» WHAT NEEDS TO BE DONE: Only the lines from the start of the material through the line containing "move |cfg: &mut" are to be extracted, exactly as they appear.

» DATA EXTRACTS:
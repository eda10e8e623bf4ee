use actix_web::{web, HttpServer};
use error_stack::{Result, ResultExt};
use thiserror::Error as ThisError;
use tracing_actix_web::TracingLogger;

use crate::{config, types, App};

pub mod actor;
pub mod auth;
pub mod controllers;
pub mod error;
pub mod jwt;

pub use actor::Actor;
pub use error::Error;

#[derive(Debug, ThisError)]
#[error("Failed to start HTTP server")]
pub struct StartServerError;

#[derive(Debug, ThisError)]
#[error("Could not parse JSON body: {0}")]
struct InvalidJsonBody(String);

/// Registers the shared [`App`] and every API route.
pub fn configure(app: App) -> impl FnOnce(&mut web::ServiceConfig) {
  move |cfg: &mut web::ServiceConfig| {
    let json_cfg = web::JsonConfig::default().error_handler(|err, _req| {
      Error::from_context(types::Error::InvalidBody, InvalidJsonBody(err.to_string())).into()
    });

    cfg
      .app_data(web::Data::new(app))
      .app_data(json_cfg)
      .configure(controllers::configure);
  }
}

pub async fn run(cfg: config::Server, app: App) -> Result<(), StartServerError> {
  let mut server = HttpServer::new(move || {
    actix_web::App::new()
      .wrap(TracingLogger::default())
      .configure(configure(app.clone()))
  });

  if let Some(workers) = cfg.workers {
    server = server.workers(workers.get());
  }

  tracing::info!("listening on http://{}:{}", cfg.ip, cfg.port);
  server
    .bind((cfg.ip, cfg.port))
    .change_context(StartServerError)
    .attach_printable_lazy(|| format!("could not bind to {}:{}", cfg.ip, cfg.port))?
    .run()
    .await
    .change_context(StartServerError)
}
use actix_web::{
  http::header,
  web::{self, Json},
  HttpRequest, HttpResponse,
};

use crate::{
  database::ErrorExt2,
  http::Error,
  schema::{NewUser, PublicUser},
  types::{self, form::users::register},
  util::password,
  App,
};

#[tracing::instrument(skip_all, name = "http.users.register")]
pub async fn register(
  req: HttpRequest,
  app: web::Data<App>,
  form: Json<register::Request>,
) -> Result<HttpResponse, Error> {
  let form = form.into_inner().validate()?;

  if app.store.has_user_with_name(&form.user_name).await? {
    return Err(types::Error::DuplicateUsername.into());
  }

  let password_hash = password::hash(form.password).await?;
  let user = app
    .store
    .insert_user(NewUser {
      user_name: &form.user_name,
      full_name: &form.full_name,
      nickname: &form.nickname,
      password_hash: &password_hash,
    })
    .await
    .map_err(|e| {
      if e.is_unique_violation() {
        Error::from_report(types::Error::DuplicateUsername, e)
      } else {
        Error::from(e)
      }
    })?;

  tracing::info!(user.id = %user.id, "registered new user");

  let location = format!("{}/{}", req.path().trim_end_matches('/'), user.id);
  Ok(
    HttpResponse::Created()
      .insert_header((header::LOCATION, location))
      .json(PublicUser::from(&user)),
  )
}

» ANSWER TO THIS TASK:
repository eda10e8e623bf4ee
use actix_web::{web, HttpServer};
use error_stack::{Result, ResultExt};
use thiserror::Error as ThisError;
use tracing_actix_web::TracingLogger;

use crate::{config, types, App};

pub mod actor;
pub mod auth;
pub mod controllers;
pub mod error;
pub mod jwt;

pub use actor::Actor;
pub use error::Error;

#[derive(Debug, ThisError)]
#[error("Failed to start HTTP server")]
pub struct StartServerError;

#[derive(Debug, ThisError)]
#[error("Could not parse JSON body: {0}")]
struct InvalidJsonBody(String);

/// Registers the shared [`App`] and every API route.
pub fn configure(app: App) -> impl FnOnce(&mut web::ServiceConfig) {
  move |cfg: &mut web::ServiceConfig| {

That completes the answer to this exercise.